*Work request*.
Count how many lines of the material contain the string "MessageSynchronizer", then give that number and nothing more.

*Source material*.
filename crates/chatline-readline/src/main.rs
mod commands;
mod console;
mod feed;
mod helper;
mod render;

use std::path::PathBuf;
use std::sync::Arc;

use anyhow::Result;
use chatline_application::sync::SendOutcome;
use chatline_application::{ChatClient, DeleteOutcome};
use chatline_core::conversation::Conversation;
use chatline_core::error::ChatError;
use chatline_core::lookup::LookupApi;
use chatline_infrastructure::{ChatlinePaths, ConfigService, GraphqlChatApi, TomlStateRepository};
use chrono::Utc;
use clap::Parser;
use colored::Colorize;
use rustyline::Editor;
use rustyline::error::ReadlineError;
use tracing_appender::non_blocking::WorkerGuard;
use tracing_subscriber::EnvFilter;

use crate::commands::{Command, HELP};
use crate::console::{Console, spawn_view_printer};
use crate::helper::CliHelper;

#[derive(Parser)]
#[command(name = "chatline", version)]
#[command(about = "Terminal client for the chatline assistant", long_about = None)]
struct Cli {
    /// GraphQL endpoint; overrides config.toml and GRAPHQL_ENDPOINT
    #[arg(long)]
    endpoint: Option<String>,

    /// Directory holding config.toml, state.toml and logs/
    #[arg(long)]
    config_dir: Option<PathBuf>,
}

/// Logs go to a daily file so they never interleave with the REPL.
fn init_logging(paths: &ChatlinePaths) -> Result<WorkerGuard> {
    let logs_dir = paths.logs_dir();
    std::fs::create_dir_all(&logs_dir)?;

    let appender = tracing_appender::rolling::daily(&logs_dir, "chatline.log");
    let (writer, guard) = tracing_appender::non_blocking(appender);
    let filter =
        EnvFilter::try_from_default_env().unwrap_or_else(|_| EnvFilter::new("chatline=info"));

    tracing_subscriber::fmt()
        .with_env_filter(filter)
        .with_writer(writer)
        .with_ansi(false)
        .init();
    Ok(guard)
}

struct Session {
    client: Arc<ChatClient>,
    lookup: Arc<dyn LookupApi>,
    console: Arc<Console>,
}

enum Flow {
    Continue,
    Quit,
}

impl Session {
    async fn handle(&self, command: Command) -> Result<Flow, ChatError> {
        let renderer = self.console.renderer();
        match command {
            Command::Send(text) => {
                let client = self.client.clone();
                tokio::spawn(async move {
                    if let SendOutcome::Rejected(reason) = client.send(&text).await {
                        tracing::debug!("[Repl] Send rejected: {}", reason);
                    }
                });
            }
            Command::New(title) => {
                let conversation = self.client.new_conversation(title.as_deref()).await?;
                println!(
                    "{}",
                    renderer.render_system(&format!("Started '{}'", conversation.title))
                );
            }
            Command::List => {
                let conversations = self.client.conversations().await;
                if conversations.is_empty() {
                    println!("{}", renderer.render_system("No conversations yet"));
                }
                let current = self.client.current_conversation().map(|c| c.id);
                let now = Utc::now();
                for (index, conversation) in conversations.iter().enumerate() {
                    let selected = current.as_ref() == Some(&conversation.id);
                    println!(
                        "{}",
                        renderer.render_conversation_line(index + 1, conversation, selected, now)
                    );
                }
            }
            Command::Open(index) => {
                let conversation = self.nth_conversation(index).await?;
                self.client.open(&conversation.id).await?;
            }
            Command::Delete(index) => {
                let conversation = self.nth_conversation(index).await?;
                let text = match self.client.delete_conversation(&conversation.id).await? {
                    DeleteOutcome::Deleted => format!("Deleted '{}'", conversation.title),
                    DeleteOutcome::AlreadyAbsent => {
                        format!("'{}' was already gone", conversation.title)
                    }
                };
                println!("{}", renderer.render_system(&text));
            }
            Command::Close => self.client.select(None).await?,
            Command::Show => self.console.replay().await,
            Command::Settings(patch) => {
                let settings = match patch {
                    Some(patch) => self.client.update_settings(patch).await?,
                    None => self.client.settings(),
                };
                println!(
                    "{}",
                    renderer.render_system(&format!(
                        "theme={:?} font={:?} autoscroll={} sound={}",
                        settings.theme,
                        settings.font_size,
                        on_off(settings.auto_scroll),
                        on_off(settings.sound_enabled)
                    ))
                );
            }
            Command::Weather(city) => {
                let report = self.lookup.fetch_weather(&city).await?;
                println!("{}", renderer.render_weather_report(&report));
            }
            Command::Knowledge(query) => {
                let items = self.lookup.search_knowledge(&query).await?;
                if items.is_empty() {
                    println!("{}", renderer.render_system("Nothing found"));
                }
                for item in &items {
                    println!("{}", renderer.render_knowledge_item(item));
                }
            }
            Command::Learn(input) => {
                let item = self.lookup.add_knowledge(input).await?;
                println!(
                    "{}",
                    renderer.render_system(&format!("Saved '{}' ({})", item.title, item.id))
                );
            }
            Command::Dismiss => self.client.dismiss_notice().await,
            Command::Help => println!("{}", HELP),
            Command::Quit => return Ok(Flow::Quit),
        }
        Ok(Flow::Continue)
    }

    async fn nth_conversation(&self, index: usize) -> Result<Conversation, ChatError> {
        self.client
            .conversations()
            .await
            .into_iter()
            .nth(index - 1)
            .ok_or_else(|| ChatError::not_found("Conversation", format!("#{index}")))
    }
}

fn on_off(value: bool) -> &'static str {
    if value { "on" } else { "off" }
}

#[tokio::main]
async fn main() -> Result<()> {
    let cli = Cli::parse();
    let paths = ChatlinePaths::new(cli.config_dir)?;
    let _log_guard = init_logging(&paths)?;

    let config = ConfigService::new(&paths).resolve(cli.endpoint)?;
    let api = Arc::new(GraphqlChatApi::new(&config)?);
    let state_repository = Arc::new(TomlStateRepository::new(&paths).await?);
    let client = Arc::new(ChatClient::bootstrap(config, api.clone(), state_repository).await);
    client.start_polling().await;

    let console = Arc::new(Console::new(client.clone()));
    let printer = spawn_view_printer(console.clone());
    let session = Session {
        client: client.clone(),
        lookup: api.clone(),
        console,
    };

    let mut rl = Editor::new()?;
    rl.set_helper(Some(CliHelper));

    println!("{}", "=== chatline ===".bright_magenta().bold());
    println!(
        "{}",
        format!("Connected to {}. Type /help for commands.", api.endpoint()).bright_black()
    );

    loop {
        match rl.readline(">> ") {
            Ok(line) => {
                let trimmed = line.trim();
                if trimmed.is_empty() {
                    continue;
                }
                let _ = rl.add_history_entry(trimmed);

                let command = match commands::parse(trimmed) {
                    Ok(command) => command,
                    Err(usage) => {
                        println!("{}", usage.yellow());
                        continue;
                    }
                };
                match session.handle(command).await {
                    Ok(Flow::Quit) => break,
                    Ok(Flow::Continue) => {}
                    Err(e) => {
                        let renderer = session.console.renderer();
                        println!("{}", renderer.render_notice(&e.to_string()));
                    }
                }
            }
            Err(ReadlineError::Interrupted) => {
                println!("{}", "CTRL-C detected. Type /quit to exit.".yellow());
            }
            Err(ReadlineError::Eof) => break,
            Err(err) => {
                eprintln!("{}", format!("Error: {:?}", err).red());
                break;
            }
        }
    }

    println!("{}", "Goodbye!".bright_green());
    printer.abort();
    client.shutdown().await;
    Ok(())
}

---

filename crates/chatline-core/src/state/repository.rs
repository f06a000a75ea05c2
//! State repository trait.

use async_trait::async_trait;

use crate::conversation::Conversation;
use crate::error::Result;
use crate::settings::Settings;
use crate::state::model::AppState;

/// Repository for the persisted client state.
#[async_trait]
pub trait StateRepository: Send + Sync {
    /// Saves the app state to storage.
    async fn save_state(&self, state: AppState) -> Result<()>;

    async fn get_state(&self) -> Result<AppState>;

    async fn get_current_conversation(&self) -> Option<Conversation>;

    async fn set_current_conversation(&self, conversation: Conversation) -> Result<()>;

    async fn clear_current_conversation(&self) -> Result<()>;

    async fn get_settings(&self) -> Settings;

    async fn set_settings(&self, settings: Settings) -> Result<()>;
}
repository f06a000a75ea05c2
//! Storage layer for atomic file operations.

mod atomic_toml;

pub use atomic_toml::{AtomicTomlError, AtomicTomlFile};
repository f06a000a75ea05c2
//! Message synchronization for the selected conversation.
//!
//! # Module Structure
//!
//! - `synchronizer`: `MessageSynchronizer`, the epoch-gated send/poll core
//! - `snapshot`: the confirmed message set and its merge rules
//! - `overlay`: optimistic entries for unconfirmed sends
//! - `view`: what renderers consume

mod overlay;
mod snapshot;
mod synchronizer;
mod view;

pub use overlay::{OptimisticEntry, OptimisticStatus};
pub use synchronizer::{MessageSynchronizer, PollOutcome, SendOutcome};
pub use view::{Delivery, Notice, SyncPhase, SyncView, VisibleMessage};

---

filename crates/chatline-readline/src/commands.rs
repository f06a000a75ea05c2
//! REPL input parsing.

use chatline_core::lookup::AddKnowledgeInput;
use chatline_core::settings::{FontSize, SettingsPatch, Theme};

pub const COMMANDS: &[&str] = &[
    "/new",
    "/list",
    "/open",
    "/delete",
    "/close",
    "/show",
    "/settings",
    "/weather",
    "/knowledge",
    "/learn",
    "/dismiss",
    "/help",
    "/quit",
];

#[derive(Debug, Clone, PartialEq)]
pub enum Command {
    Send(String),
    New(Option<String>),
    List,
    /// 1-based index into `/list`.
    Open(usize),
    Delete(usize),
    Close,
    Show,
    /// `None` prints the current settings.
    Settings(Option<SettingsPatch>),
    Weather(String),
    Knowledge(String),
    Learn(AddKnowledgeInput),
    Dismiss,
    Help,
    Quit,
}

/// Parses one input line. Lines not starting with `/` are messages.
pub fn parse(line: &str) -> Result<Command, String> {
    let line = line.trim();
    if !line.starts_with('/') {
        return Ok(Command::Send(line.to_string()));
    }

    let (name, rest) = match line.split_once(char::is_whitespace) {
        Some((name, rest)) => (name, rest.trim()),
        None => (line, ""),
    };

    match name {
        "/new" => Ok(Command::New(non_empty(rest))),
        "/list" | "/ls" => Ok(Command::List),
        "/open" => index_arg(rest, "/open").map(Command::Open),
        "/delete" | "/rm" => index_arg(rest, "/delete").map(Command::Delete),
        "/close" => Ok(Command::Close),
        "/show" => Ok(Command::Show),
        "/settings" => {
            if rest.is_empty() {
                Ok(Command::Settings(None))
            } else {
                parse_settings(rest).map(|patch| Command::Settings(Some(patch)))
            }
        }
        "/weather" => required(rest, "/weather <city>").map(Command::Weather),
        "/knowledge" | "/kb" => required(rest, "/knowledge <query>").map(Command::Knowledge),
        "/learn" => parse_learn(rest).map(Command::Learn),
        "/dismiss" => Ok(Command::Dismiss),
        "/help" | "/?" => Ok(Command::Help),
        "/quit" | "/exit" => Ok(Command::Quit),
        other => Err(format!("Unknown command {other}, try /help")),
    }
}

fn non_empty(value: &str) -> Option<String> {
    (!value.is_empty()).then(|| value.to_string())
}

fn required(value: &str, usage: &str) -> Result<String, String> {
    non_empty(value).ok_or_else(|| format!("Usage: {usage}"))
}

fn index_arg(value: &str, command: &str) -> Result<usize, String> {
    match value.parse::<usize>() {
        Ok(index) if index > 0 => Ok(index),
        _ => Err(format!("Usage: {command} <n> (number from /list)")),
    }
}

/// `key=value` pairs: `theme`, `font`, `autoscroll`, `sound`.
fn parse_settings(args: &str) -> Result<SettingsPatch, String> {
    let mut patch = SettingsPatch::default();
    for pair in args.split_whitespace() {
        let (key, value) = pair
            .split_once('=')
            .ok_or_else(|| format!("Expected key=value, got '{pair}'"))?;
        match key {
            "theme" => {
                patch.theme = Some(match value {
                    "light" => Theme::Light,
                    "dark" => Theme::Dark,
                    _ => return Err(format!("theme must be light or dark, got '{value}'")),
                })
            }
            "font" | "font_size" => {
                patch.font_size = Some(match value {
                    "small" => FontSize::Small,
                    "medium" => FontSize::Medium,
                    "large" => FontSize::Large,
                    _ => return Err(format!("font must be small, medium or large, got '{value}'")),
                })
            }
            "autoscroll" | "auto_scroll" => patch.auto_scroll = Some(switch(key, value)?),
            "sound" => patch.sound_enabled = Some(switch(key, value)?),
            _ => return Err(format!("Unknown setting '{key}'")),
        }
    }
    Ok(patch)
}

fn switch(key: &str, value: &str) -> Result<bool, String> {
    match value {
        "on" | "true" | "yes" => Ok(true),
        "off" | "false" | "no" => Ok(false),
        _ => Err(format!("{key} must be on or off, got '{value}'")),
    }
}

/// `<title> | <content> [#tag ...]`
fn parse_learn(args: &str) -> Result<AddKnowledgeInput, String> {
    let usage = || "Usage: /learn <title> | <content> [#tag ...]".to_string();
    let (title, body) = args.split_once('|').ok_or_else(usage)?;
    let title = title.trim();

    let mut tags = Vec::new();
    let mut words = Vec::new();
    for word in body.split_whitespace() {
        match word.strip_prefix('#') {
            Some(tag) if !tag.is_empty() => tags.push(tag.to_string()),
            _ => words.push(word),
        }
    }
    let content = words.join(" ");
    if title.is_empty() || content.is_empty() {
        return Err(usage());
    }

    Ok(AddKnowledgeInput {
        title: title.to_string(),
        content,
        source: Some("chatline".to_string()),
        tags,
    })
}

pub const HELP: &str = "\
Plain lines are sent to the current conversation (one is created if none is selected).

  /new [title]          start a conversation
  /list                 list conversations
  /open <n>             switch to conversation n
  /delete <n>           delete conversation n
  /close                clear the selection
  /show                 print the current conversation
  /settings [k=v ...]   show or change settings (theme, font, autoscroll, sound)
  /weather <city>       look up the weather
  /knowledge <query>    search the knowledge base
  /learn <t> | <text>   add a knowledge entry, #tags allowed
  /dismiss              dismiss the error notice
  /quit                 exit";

*Exercise response*.
2